The Path Forward: Enforcement and Reform
California Attorney General Rob Bonta, whose office bears responsibility for investigating the hospice industry throughout the state, acknowledges that hospice fraud rates remain “unacceptable.” “We’re committed to tackling the issue until we root it out and extinguish all fraud,” Bonta stated, though the sheer scale of the problem—with Los Angeles County alone seeing that 1,500% increase in hospice providers—suggests this will require sustained effort and significant resources. At the federal level, Dr. Mehmet Oz, who now heads the Centers for Medicare and Medicaid Services, has promised a more aggressive approach to combating fraudulent billing. “We’ve dramatically accelerated our ability to take out the bad guys by stopping their payments,” Dr. Oz said, outlining a shift from the traditional pay-and-chase model (where Medicare pays claims and then tries to recover fraudulent payments later) toward more upfront verification. “I want to make it clear, we’re not going to pay you money just because you sent me a piece of paper with a bill on it. We’re going to check to make sure that’s legitimate, and that document is evidence that you actually performed something that’s helpful to the American people, or you’re not getting money from us.” This represents a fundamental shift in how Medicare approaches fraud prevention, moving from a system built largely on trust to one that demands verification before payment.

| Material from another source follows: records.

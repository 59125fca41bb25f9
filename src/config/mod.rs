use anyhow::{Context, Result};
use serde::{Deserialize, Serialize};
use std::{
    fmt,
    path::{Path, PathBuf},
    time::Duration,
};
use url::Url;

pub const DEFAULT_BACKEND_URL: &str = "http://localhost:3333";
pub const BACKEND_URL_ENV: &str = "AUDIO_GRABBER_BACKEND_URL";

#[derive(Debug, Serialize, Deserialize, Clone)]
#[serde(default)]
pub struct BackendConfig {
    pub base_url: String,
    pub request_timeout_secs: Option<u64>,
}

impl Default for BackendConfig {
    fn default() -> Self {
        Self {
            base_url: DEFAULT_BACKEND_URL.to_string(),
            request_timeout_secs: None,
        }
    }
}

#[derive(Debug, Serialize, Deserialize, Clone, Copy, PartialEq, Eq, Default)]
#[serde(rename_all = "lowercase")]
pub enum LogFormat {
    #[default]
    Json,
    Text,
}

impl fmt::Display for LogFormat {
    fn fmt(&self, f: &mut fmt::Formatter<'_>) -> fmt::Result {
        match self {
            Self::Json => f.write_str("json"),
            Self::Text => f.write_str("text"),
        }
    }
}

#[derive(Debug, Serialize, Deserialize, Clone, Default)]
#[serde(default)]
pub struct LoggingConfig {
    pub format: LogFormat,
}

#[derive(Debug, Serialize, Deserialize, Clone, Default)]
#[serde(default)]
pub struct Config {
    pub backend: BackendConfig,
    pub logging: LoggingConfig,
}

impl Config {
    pub fn from_file(path: &Path) -> Result<Self> {
        let content = std::fs::read_to_string(path)
            .with_context(|| format!("Failed to read config file {}", path.display()))?;
        toml::from_str(&content)
            .with_context(|| format!("Failed to parse config file {}", path.display()))
    }

    /// Replaces the configured backend URL, e.g. from the environment or the command line.
    pub fn override_backend_url(&mut self, base_url: Option<String>) {
        if let Some(base_url) = base_url.filter(|url| !url.trim().is_empty()) {
            self.backend.base_url = base_url;
        }
    }

    pub fn backend_url(&self) -> Result<Url> {
        let url = Url::parse(self.backend.base_url.trim())
            .with_context(|| format!("Invalid backend URL {:?}", self.backend.base_url))?;

        if !matches!(url.scheme(), "http" | "https") {
            return Err(anyhow::anyhow!(
                "Backend URL must use http or https, got {:?}",
                self.backend.base_url
            ));
        }

        Ok(url)
    }

    pub fn request_timeout(&self) -> Option<Duration> {
        self.backend
            .request_timeout_secs
            .filter(|secs| *secs > 0)
            .map(Duration::from_secs)
    }

    pub fn get_logging_format(&self) -> LogFormat {
        self.logging.format
    }
}

/// Explicit path first, then `CONFIG_FILE`, then the XDG and home config directories.
pub fn find_config_path(explicit: Option<&str>) -> Option<PathBuf> {
    if let Some(path) = explicit {
        return Some(PathBuf::from(path));
    }

    if let Ok(path) = std::env::var("CONFIG_FILE") {
        return Some(PathBuf::from(path));
    }

    let candidates = [
        std::env::var_os("XDG_CONFIG_HOME").map(PathBuf::from),
        dirs::home_dir().map(|home| home.join(".config")),
    ];

    candidates
        .into_iter()
        .flatten()
        .map(|dir| dir.join("audio-grabber").join("config.toml"))
        .find(|path| path.exists())
}

#[cfg(test)]
mod tests {
    use super::*;
    use std::io::Write;

    fn write_config(content: &str) -> tempfile::NamedTempFile {
        let mut file = tempfile::NamedTempFile::new().unwrap();
        file.write_all(content.as_bytes()).unwrap();
        file
    }

    #[test]
    fn test_defaults() {
        let config = Config::default();
        assert_eq!(
            config.backend_url().unwrap().as_str(),
            "http://localhost:3333/"
        );
        assert_eq!(config.request_timeout(), None);
        assert_eq!(config.get_logging_format(), LogFormat::Json);
    }

    #[test]
    fn test_from_file() {
        let file = write_config(
            r#"
[backend]
base_url = "https://grabber.example.com/api"
request_timeout_secs = 90

[logging]
format = "text"
"#,
        );

        let config = Config::from_file(file.path()).unwrap();
        assert_eq!(
            config.backend_url().unwrap().as_str(),
            "https://grabber.example.com/api"
        );
        assert_eq!(config.request_timeout(), Some(Duration::from_secs(90)));
        assert_eq!(config.get_logging_format(), LogFormat::Text);
    }

    #[test]
    fn test_partial_file_keeps_defaults() {
        let file = write_config("[logging]\nformat = \"text\"\n");

        let config = Config::from_file(file.path()).unwrap();
        assert_eq!(config.backend.base_url, DEFAULT_BACKEND_URL);
        assert_eq!(config.get_logging_format(), LogFormat::Text);
    }

    #[test]
    fn test_invalid_file() {
        let file = write_config("[logging]\nformat = \"xml\"\n");
        assert!(Config::from_file(file.path()).is_err());

        assert!(Config::from_file(Path::new("/definitely/not/here.toml")).is_err());
    }

    #[test]
    fn test_backend_url_override() {
        let mut config = Config::default();

        config.override_backend_url(None);
        config.override_backend_url(Some("  ".to_string()));
        assert_eq!(config.backend.base_url, DEFAULT_BACKEND_URL);

        config.override_backend_url(Some("http://10.0.0.5:8080".to_string()));
        assert_eq!(
            config.backend_url().unwrap().as_str(),
            "http://10.0.0.5:8080/"
        );
    }

    #[test]
    fn test_rejects_bad_backend_url() {
        let mut config = Config::default();

        config.override_backend_url(Some("localhost".to_string()));
        assert!(config.backend_url().is_err());

        config.override_backend_url(Some("ftp://example.com".to_string()));
        assert!(config.backend_url().is_err());
    }

    #[test]
    fn test_zero_timeout_means_none() {
        let mut config = Config::default();
        config.backend.request_timeout_secs = Some(0);
        assert_eq!(config.request_timeout(), None);
    }

    #[test]
    fn test_find_config_path_explicit() {
        assert_eq!(
            find_config_path(Some("/etc/audio-grabber.toml")),
            Some(PathBuf::from("/etc/audio-grabber.toml"))
        );
    }
}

Even building owner Kambiz Merabi, who has found himself unwittingly at the center of this fraud investigation, supports these enforcement efforts. “I’m all for it because at the end of the day, you and I are paying for all those things that are not right,” Merabi said, acknowledging that taxpayers ultimately bear the cost of Medicare fraud. The situation at the Merabi Professional Medical Plaza serves as a powerful reminder that healthcare fraud isn’t a victimless crime—it diverts resources away from people who genuinely need care, undermines public trust in vital programs like Medicare, and can leave vulnerable patients and their families without the support they desperately need during life’s most difficult moments. Addressing this crisis will require continued vigilance from regulators, cooperation from industry stakeholders, and a recognition that protecting the integrity of hospice care ultimately means protecting some of our society’s most vulnerable members.